|
Hi,
The NUCmer aligner in MBF uses different names for some of the MUMmer/NUCmer parameters. Why didn't you use the same parameter names in MBF as in NUCmer/MUMmer?
In addition, some of these parameters don't seem to be exposed as public properties at all, or at least not yet.
For example, at the link below there's an excellent set of instructions from the MUMmer developers for using NUCmer to align short DNA sequence reads to a genome:
How to use MUMmer to align short reads to the human genome:
http://www.cbcb.umd.edu/research/mummer_reads.shtml
Unfortunately, you can't set the following two parameters in MBF's NUCmer, which as the instructions in the link mentioned above indicate, are important for aligning short DNA sequence reads to a genome:
--maxmatch
Necessary; otherwise legitimate hits may be missed
--nooptimize
This encourages nucmer to extend the alignment all the way to the end of the read; without this, nucmer may fail to include ends where a substitution occurs close to an end
Looking at the MBF source code, it seems straightforward to hard code the "--maxmatch" parameter, i.e., in your own custom version of "Bio.dll". In the "NUCmer.cs" source code file you just need to change:
isUniqueInReference = true
to
isUniqueInReference = false
at two points in the source code (see below)

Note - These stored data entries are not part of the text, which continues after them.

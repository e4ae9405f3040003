//! IFRS transformer
//!
//! Places extracted line items into the table's sections, sums section totals
//! over leaf lines only and evaluates calculated blocks over named references
//! in dependency order.

pub mod layout;
pub mod render;

use rust_decimal::Decimal;
use std::collections::HashMap;

use crate::classify::{
    AccountMatch, Block, ClassificationEntry, ClassificationTable, Operand, is_account_code,
};
use crate::extract::{ItemKey, LineItem};
use crate::warning::{Warning, WarningKind};

pub use layout::{
    IfrsLayout, LayoutBlock, LayoutCalculated, LayoutLine, LayoutRow, LayoutSection, LineKind,
    RowFormula, RowKind,
};
pub use render::{Placement, render_formula};

#[derive(Debug, Clone)]
pub struct Transformation {
    pub layout: IfrsLayout,
    pub warnings: Vec<Warning>,
    /// Items placed into an entry
    pub placed: usize,
    /// Items dropped, merged or adjusted
    pub changes: usize,
}

/// Amounts accumulated for one entry from code, account and bucket items
#[derive(Debug, Clone)]
struct Feed {
    amounts: Vec<Decimal>,
    rows: Vec<u32>,
}

impl Feed {
    fn new(periods: usize) -> Self {
        Self {
            amounts: vec![Decimal::ZERO; periods],
            rows: Vec::new(),
        }
    }

    fn add(&mut self, item: &LineItem) {
        for (p, slot) in self.amounts.iter_mut().enumerate() {
            *slot = slot.saturating_add(item.amount(p));
        }
        self.rows.push(item.row);
    }
}

struct Placer<'t> {
    table: &'t ClassificationTable,
    periods: usize,
    feeds: Vec<Option<Feed>>,
    code_fed: Vec<bool>,
    excluded: Vec<Option<Feed>>,
    labelled: Vec<Vec<&'t LineItem>>,
    warnings: Vec<Warning>,
    placed: usize,
    changes: usize,
}
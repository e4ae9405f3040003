//! Ordered `(pattern, tag)` row rules loaded from TOML

use regex::Regex;
use serde::Deserialize;
use std::collections::{BTreeMap, BTreeSet};
use std::path::Path;

use crate::classify::builtin;
use crate::error::TableError;
use crate::statement::StatementType;

const TABLE: &str = "row_rules";

#[derive(Deserialize)]
#[serde(deny_unknown_fields)]
struct RawRowRules {
    version: String,
    #[serde(default)]
    balance_sheet: RawStatementRules,
    #[serde(default)]
    cash_flow: RawStatementRules,
    #[serde(default)]
    profit_loss: RawStatementRules,
}

#[derive(Deserialize, Default)]
#[serde(deny_unknown_fields)]
struct RawStatementRules {
    #[serde(default)]
    skip: Vec<RawSkip>,
    #[serde(default)]
    markers: Vec<RawMarker>,
    #[serde(default)]
    buckets: Vec<RawBucket>,
    #[serde(default)]
    bucketed_sections: Vec<String>,
    default_bucket: Option<String>,
    #[serde(default)]
    tags: Vec<RawTag>,
    #[serde(default)]
    default_tags: BTreeMap<String, String>,
    #[serde(default)]
    magnitude_sections: BTreeSet<String>,
    #[serde(default)]
    magnitude_tags: BTreeSet<String>,
}

#[derive(Deserialize)]
#[serde(deny_unknown_fields)]
struct RawSkip {
    pattern: String,
    #[serde(default)]
    sections: Vec<String>,
}

#[derive(Deserialize)]
#[serde(deny_unknown_fields)]
struct RawMarker {
    section: String,
    pattern: String,
    after: Option<String>,
}

#[derive(Deserialize)]
#[serde(deny_unknown_fields)]
struct RawBucket {
    bucket: String,
    pattern: String,
}

#[derive(Deserialize)]
#[serde(deny_unknown_fields)]
struct RawTag {
    tag: String,
    pattern: String,
    #[serde(default)]
    sections: Vec<String>,
}

/// Skip pattern, optionally limited to some sections
#[derive(Debug, Clone)]
pub struct SkipRule {
    pub pattern: Regex,
    pub sections: Vec<String>,
}

/// Section marker; `after` makes it subject to the distance heuristic
#[derive(Debug, Clone)]
pub struct Marker {
    pub section: String,
    pub pattern: Regex,
    pub after: Option<String>,
}

#[derive(Debug, Clone)]
pub struct TagRule {
    pub tag: String,
    pub pattern: Regex,
    pub sections: Vec<String>,
}

#[derive(Debug, Clone, Default)]
pub struct StatementRules {
    pub skip: Vec<SkipRule>,
    pub markers: Vec<Marker>,
    pub buckets: Vec<(Regex, String)>,
    pub bucketed_sections: Vec<String>,
    pub default_bucket: String,
    pub tags: Vec<TagRule>,
    pub default_tags: BTreeMap<String, String>,
    pub magnitude_sections: BTreeSet<String>,
    pub magnitude_tags: BTreeSet<String>,
}

fn applies(sections: &[String], section: Option<&str>) -> bool {
    sections.is_empty() || section.is_some_and(|s| sections.iter().any(|x| x == s))
}

impl StatementRules {
    /// Label matches a skip pattern for the section
    pub fn is_skipped(&self, section: Option<&str>, label: &str) -> bool {
        self.skip
            .iter()
            .any(|r| applies(&r.sections, section) && r.pattern.is_match(label))
    }

    /// First marker whose pattern matches
    pub fn marker_for(&self, label: &str) -> Option<&Marker> {
        self.markers.iter().find(|m| m.pattern.is_match(label))
    }

    pub fn is_bucketed(&self, section: &str) -> bool {
        self.bucketed_sections.iter().any(|s| s == section)
    }

    pub fn bucket_for(&self, label: &str) -> &str {
        self.buckets
            .iter()
            .find(|(pattern, _)| pattern.is_match(label))
            .map(|(_, bucket)| bucket.as_str())
            .unwrap_or(&self.default_bucket)
    }

    /// Whether any tag rule or default tag applies to the section
    pub fn is_tagged(&self, section: &str) -> bool {
        self.default_tags.contains_key(section)
            || self
                .tags
                .iter()
                .any(|t| !t.sections.is_empty() && t.sections.iter().any(|s| s == section))
    }

    /// First matching tag rule, then the section default
    pub fn tag_for(&self, section: Option<&str>, label: &str) -> Option<&str> {
        self.tags
            .iter()
            .find(|t| applies(&t.sections, section) && t.pattern.is_match(label))
            .map(|t| t.tag.as_str())
            .or_else(|| section.and_then(|s| self.default_tags.get(s)).map(String::as_str))
    }

    /// Values in this section or with this tag are read as magnitudes
    pub fn is_magnitude(&self, section: &str, tag: Option<&str>) -> bool {
        self.magnitude_sections.contains(section)
            || tag.is_some_and(|t| self.magnitude_tags.contains(t))
    }

    fn compile(raw: RawStatementRules, statement: &str) -> Result<Self, TableError> {
        let skip = raw
            .skip
            .into_iter()
            .map(|r| {
                Ok(SkipRule {
                    pattern: compile_pattern(statement, &r.pattern)?,
                    sections: r.sections,
                })
            })
            .collect::<Result<Vec<_>, TableError>>()?;
        let markers = raw
            .markers
            .into_iter()
            .map(|m| {
                Ok(Marker {
                    pattern: compile_pattern(statement, &m.pattern)?,
                    section: m.section,
                    after: m.after,
                })
            })
            .collect::<Result<Vec<_>, TableError>>()?;
        let buckets = raw
            .buckets
            .into_iter()
            .map(|b| Ok((compile_pattern(statement, &b.pattern)?, b.bucket)))
            .collect::<Result<Vec<_>, TableError>>()?;
        let tags = raw
            .tags
            .into_iter()
            .map(|t| {
                Ok(TagRule {
                    pattern: compile_pattern(statement, &t.pattern)?,
                    tag: t.tag,
                    sections: t.sections,
                })
            })
            .collect::<Result<Vec<_>, TableError>>()?;

        let sections: BTreeSet<&str> = markers.iter().map(|m| m.section.as_str()).collect();
        for marker in &markers {
            if let Some(after) = &marker.after
                && !sections.contains(after.as_str())
            {
                return Err(TableError::Invalid {
                    table: TABLE.to_string(),
                    reason: format!(
                        "{}: marker '{}' is placed after unknown section '{}'",
                        statement, marker.section, after
                    ),
                });
            }
        }
        if !raw.bucketed_sections.is_empty() && raw.default_bucket.is_none() {
            return Err(TableError::Invalid {
                table: TABLE.to_string(),
                reason: format!("{}: bucketed sections need a default_bucket", statement),
            });
        }

        Ok(Self {
            skip,
            markers,
            buckets,
            bucketed_sections: raw.bucketed_sections,
            default_bucket: raw.default_bucket.unwrap_or_default(),
            tags,
            default_tags: raw.default_tags,
            magnitude_sections: raw.magnitude_sections,
            magnitude_tags: raw.magnitude_tags,
        })
    }
}

fn compile_pattern(statement: &str, pattern: &str) -> Result<Regex, TableError> {
    Regex::new(pattern).map_err(|e| TableError::Invalid {
        table: TABLE.to_string(),
        reason: format!("{}: bad pattern '{}': {}", statement, pattern, e),
    })
}

/// Row rules for every statement type
#[derive(Debug, Clone)]
pub struct RowRules {
    pub version: String,
    balance_sheet: StatementRules,
    cash_flow: StatementRules,
    profit_loss: StatementRules,
}

impl RowRules {
    pub fn from_toml_str(content: &str) -> Result<Self, TableError> {
        let raw: RawRowRules = toml::from_str(content).map_err(|source| TableError::Parse {
            table: TABLE.to_string(),
            source,
        })?;
        Ok(Self {
            version: raw.version,
            balance_sheet: StatementRules::compile(raw.balance_sheet, "balance_sheet")?,
            cash_flow: StatementRules::compile(raw.cash_flow, "cash_flow")?,
            profit_loss: StatementRules::compile(raw.profit_loss, "profit_loss")?,
        })
    }

    pub fn builtin() -> Result<Self, TableError> {
        Self::from_toml_str(builtin::ROW_RULES)
    }

    /// `row_rules.toml` from a directory, or the embedded rules when absent
    pub fn from_dir<P: AsRef<Path>>(dir: P) -> Result<Self, TableError> {
        let path = dir.as_ref().join("row_rules.toml");
        if !path.is_file() {
            return Self::builtin();
        }
        let content = std::fs::read_to_string(&path).map_err(|source| TableError::Io {
            path: path.display().to_string(),
            source,
        })?;
        Self::from_toml_str(&content)
    }

    pub fn get(&self, statement: StatementType) -> &StatementRules {
        match statement {
            StatementType::BalanceSheet => &self.balance_sheet,
            StatementType::CashFlow => &self.cash_flow,
            StatementType::ProfitLoss => &self.profit_loss,
        }
    }
}

#[cfg(test)]
mod tests {
    use super::*;
    use crate::text::normalize;
    use rstest::rstest;

    fn rules() -> RowRules {
        RowRules::builtin().unwrap()
    }

    #[rstest]
    #[case("Заработная плата административного персонала", "payroll")]
    #[case("Единый социальный платеж с заработной платы", "social_tax")]
    #[case("Амортизация автомобилей", "depreciation")]
    #[case("ГСМ", "vehicle")]
    #[case("Ish haqi", "payroll")]
    #[case("Bank services", "other")]
    fn test_bucket_order(#[case] label: &str, #[case] bucket: &str) {
        let rules = rules();
        assert_eq!(
            rules.get(StatementType::ProfitLoss).bucket_for(&normalize(label)),
            bucket
        );
    }

    #[rstest]
    #[case("Расходы по процентам", "finance_costs")]
    #[case("Доходы по процентам", "finance_income")]
    #[case("Штрафы и пени", "other_expense")]
    #[case("Доход от аренды", "other_income")]
    fn test_other_income_tags(#[case] label: &str, #[case] tag: &str) {
        let rules = rules();
        assert_eq!(
            rules
                .get(StatementType::ProfitLoss)
                .tag_for(Some("other_income"), &normalize(label)),
            Some(tag)
        );
    }

    #[rstest]
    #[case("Выручка", Some("revenue"))]
    #[case("Себестоимость реализованной продукции", Some("cost_of_sales"))]
    #[case("Административные расходы", Some("admin"))]
    #[case("Прочие операционные расходы", Some("other_opex"))]
    #[case("Boshqa operatsion daromadlar", Some("other_income"))]
    #[case("Налог на прибыль", Some("income_tax"))]
    #[case("Аренда офиса", None)]
    fn test_profit_loss_markers(#[case] label: &str, #[case] section: Option<&str>) {
        let rules = rules();
        assert_eq!(
            rules
                .get(StatementType::ProfitLoss)
                .marker_for(&normalize(label))
                .map(|m| m.section.as_str()),
            section
        );
    }

    #[rstest]
    #[case("Оплата поставщикам", "outflow")]
    #[case("Поступления от покупателей", "inflow")]
    #[case("Proceeds from borrowings", "inflow")]
    #[case("Repayment of loans", "outflow")]
    fn test_cash_flow_tags(#[case] label: &str, #[case] tag: &str) {
        let rules = rules();
        assert_eq!(
            rules
                .get(StatementType::CashFlow)
                .tag_for(Some("operating"), &normalize(label)),
            Some(tag)
        );
    }

    #[test]
    fn test_skip_patterns() {
        let rules = rules();
        let pl = rules.get(StatementType::ProfitLoss);
        assert!(pl.is_skipped(Some("revenue"), &normalize("Итого выручка")));
        assert!(pl.is_skipped(Some("cost_of_sales"), &normalize("Валовая прибыль")));
        assert!(!pl.is_skipped(Some("revenue"), &normalize("Товар А")));
    }

    #[test]
    fn test_rejects_bad_pattern() {
        let content = "version = \"x\"\n[balance_sheet]\nskip = [{ pattern = '(' }]\n";
        assert!(matches!(
            RowRules::from_toml_str(content),
            Err(TableError::Invalid { .. })
        ));
    }

    #[test]
    fn test_rejects_unknown_after_section() {
        let content = r#"
version = "x"
[[profit_loss.markers]]
section = "other_opex"
pattern = "x"
after = "admin"
"#;
        assert!(RowRules::from_toml_str(content).is_err());
    }
}
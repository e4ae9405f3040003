//! Profit and loss extraction over resolved section slices

use rust_decimal::Decimal;

use super::{Extraction, ItemKey, ItemSet, LineItem, RowWalk, StatementRules, magnitudes};
use crate::error::ConvertError;
use crate::text::normalize;

pub(crate) fn extract(
    walk: &mut RowWalk<'_>,
    rules: &StatementRules,
) -> Result<Extraction, ConvertError> {
    let mut items = ItemSet::default();
    let periods = walk.periods();
    let descriptor = walk.descriptor;
    let Some(boundaries) = descriptor.boundaries.as_ref() else {
        return Ok(items.finish());
    };

    for slice in boundaries.slices(descriptor.last_row) {
        let section = slice.section;

        // A non-bold marker row carrying values is a leaf of its own section
        walk.poll()?;
        items.scanned();
        if walk.is_helper_row(slice.marker_row) {
            tracing::trace!(row = slice.marker_row, section, "helper marker row dropped");
            items.dropped();
        } else if let Some(label) = walk.label(slice.marker_row) {
            let values = walk.values(slice.marker_row, &mut items);
            if !walk.is_bold(slice.marker_row) && values.iter().any(Option::is_some) {
                leaf(&mut items, rules, section, label, values, slice.marker_row);
            } else {
                items.subheader(
                    ItemKey::Label {
                        section: section.to_string(),
                        tag: None,
                        label: label.to_string(),
                    },
                    label,
                    slice.marker_row,
                    periods,
                );
            }
        }

        for row in walk.row_indices(slice.body.clone()) {
            walk.poll()?;
            items.scanned();

            if walk.is_helper_row(row) {
                items.dropped();
                continue;
            }
            let Some(label) = walk.label(row) else {
                continue;
            };
            let norm = normalize(label);
            if walk.is_bold(row) || rules.is_skipped(Some(section), &norm) {
                tracing::trace!(row, section, "subheader");
                items.subheader(
                    ItemKey::Label {
                        section: section.to_string(),
                        tag: None,
                        label: label.to_string(),
                    },
                    label,
                    row,
                    periods,
                );
                continue;
            }
            let values = walk.values(row, &mut items);
            leaf(&mut items, rules, section, label, values, row);
        }
    }
    Ok(items.finish())
}

fn leaf(
    items: &mut ItemSet,
    rules: &StatementRules,
    section: &str,
    label: &str,
    values: Vec<Option<Decimal>>,
    row: u32,
) {
    let norm = normalize(label);
    if rules.is_bucketed(section) {
        let bucket = rules.bucket_for(&norm);
        tracing::trace!(row, section, bucket, "bucketed");
        let values = if rules.is_magnitude(section, None) {
            magnitudes(values)
        } else {
            values
        };
        items.accumulate(LineItem {
            key: ItemKey::Bucket {
                section: section.to_string(),
                bucket: bucket.to_string(),
            },
            label: bucket.to_string(),
            period_values: values,
            is_subheader: false,
            row,
        });
        return;
    }

    let tag = if rules.is_tagged(section) {
        rules.tag_for(Some(section), &norm).map(str::to_string)
    } else {
        None
    };
    let values = if rules.is_magnitude(section, tag.as_deref()) {
        magnitudes(values)
    } else {
        values
    };
    tracing::trace!(row, section, tag = ?tag, "leaf");
    items.leaf(LineItem {
        key: ItemKey::Label {
            section: section.to_string(),
            tag,
            label: label.to_string(),
        },
        label: label.to_string(),
        period_values: values,
        is_subheader: false,
        row,
    });
}
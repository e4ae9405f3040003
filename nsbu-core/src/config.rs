//! Converter configuration with a global -> per-statement fallback chain

use anyhow::Result;
use serde::{Deserialize, Serialize};
use std::collections::HashMap;
use std::fs;
use std::path::Path;

use crate::statement::StatementType;

pub const DEFAULT_HEADER_SCAN_ROWS: i64 = 20;
pub const DEFAULT_OTHER_OPEX_DISTANCE: i64 = 5;
pub const DEFAULT_UNIT: i64 = 1000;
pub const DEFAULT_TARGET_UNIT: i64 = 1000;
pub const DEFAULT_CANCEL_CHECK_INTERVAL: i64 = 64;

const KNOWN_PARAMS: &[&str] = &[
    "header_scan_rows",
    "other_opex_distance",
    "default_unit",
    "target_unit",
    "cancel_check_interval",
    "sheet",
];

const VALID_UNITS: &[i64] = &[1, 1_000, 1_000_000, 1_000_000_000];

/// Main converter configuration
#[derive(Debug, Clone, Default, Serialize, Deserialize)]
pub struct ConverterConfig {
    #[serde(default)]
    pub global: GlobalConfig,
    /// Overrides keyed by statement tag (`balance_sheet`, `cash_flow`, `profit_loss`)
    #[serde(default)]
    pub statements: HashMap<String, StatementConfig>,
}

/// Global configuration
#[derive(Debug, Clone, Default, Serialize, Deserialize)]
pub struct GlobalConfig {
    #[serde(flatten)]
    pub params: HashMap<String, toml::Value>,
}

/// Statement-specific configuration
#[derive(Debug, Clone, Default, Serialize, Deserialize)]
pub struct StatementConfig {
    #[serde(flatten)]
    pub params: HashMap<String, toml::Value>,
}

impl ConverterConfig {
    /// Load configuration from a TOML file
    pub fn from_file<P: AsRef<Path>>(path: P) -> Result<Self> {
        let content = fs::read_to_string(path)?;
        let config: ConverterConfig = toml::from_str(&content)?;
        config.validate()?;
        Ok(config)
    }

    /// Reject unknown statement sections, unknown keys and out-of-range values
    pub fn validate(&self) -> Result<()> {
        for key in self.global.params.keys() {
            if key == "sheet" {
                anyhow::bail!(
                    "Configuration error: 'sheet' is only allowed in a statement section"
                );
            }
            if !KNOWN_PARAMS.contains(&key.as_str()) {
                anyhow::bail!("Configuration error: Unknown key '{}' in [global]", key);
            }
        }

        for (name, statement_config) in &self.statements {
            if name.parse::<StatementType>().is_err() {
                anyhow::bail!(
                    "Configuration error: Unknown statement section '[statements.{}]'",
                    name
                );
            }
            for key in statement_config.params.keys() {
                if !KNOWN_PARAMS.contains(&key.as_str()) {
                    anyhow::bail!(
                        "Configuration error: Unknown key '{}' in [statements.{}]",
                        key,
                        name
                    );
                }
            }
        }

        for statement in StatementType::ALL {
            for key in ["header_scan_rows", "cancel_check_interval", "target_unit"] {
                if let Some(value) = self.get_param_int(key, Some(statement))
                    && value <= 0
                {
                    anyhow::bail!(
                        "Configuration error: '{}' must be positive for {}",
                        key,
                        statement
                    );
                }
            }
            if let Some(value) = self.get_param_int("other_opex_distance", Some(statement))
                && value < 0
            {
                anyhow::bail!(
                    "Configuration error: 'other_opex_distance' must not be negative for {}",
                    statement
                );
            }
            if let Some(unit) = self.get_param_int("default_unit", Some(statement))
                && !VALID_UNITS.contains(&unit)
            {
                anyhow::bail!(
                    "Configuration error: 'default_unit' must be one of {:?}, got {}",
                    VALID_UNITS,
                    unit
                );
            }
        }

        Ok(())
    }

    fn statement_params(&self, statement: Option<StatementType>) -> Option<&StatementConfig> {
        let statement = statement?;
        self.statements
            .iter()
            .find(|(name, _)| name.parse::<StatementType>().ok() == Some(statement))
            .map(|(_, config)| config)
    }

    /// Get a parameter value with fallback chain: statement -> global
    pub fn get_param_int(&self, key: &str, statement: Option<StatementType>) -> Option<i64> {
        if let Some(value) = self
            .statement_params(statement)
            .and_then(|s| s.params.get(key))
            .and_then(|v| v.as_integer())
        {
            return Some(value);
        }
        self.global.params.get(key).and_then(|v| v.as_integer())
    }

    pub fn header_scan_rows(&self, statement: StatementType) -> u32 {
        self.get_param_int("header_scan_rows", Some(statement))
            .unwrap_or(DEFAULT_HEADER_SCAN_ROWS)
            .clamp(1, u32::MAX as i64) as u32
    }

    pub fn other_opex_distance(&self, statement: StatementType) -> u32 {
        self.get_param_int("other_opex_distance", Some(statement))
            .unwrap_or(DEFAULT_OTHER_OPEX_DISTANCE)
            .clamp(0, u32::MAX as i64) as u32
    }

    pub fn default_unit(&self, statement: StatementType) -> u64 {
        self.get_param_int("default_unit", Some(statement))
            .unwrap_or(DEFAULT_UNIT)
            .max(1) as u64
    }

    pub fn target_unit(&self, statement: StatementType) -> u64 {
        self.get_param_int("target_unit", Some(statement))
            .unwrap_or(DEFAULT_TARGET_UNIT)
            .max(1) as u64
    }

    pub fn cancel_check_interval(&self, statement: StatementType) -> usize {
        self.get_param_int("cancel_check_interval", Some(statement))
            .unwrap_or(DEFAULT_CANCEL_CHECK_INTERVAL)
            .max(1) as usize
    }

    /// Preferred sheet name for a statement
    pub fn sheet(&self, statement: StatementType) -> Option<&str> {
        self.statement_params(Some(statement))
            .and_then(|s| s.params.get("sheet"))
            .and_then(|v| v.as_str())
    }
}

***********************************************************************
NUCmer.cs (excerpts from the original, in build 78593)
ln 211-215:
/// <param name="isUniqueInReference">flag to indicate that the matches should be unique in reference.</param>
/// <returns>Returns clusters.</returns>
public IList<Cluster> GetClusters(
ISequence querySequence,
bool isUniqueInReference = true)
ln 277-281:
/// <param name="isUniqueInReference">Whether MUMs are unique in query or not.</param>
/// <returns>List of enumerable of delta alignments.</returns>
public IEnumerable<DeltaAlignment> GetDeltaAlignments(
ISequence querySequence,
bool isUniqueInReference = true)
***********************************************************************
However, I'm not exactly sure how to set the "--nooptimize" flag in the source code (I don't mind compiling my own derivative of Bio.dll with the "--maxmatch" and "--nooptimize" flags set).
At the following NUCmer.cs lines:
715
781
790
803
898
915
There is a statement (where the tooltip message is shown as a trailing comment)
methodName |= ModifiedSmithWaterman.OptimalFlag; // Maximise the alignment score
My guess is that to set the "--nooptimize" flag, at one or more of these lines the value used should be as follows:
methodName |= ModifiedSmithWaterman.SeqendFlag; // Align till end of shortest sequence
But I'm not sure which lines I should change.
So, if a developer needs to set the "--nooptimize" flag in the source code and compile their own derivative of Bio.dll with the "--maxmatch" and "--nooptimize" flags set for NUCmer, could you please describe exactly how
that should be accomplished?
Thanks in advance for your help!
Robert
|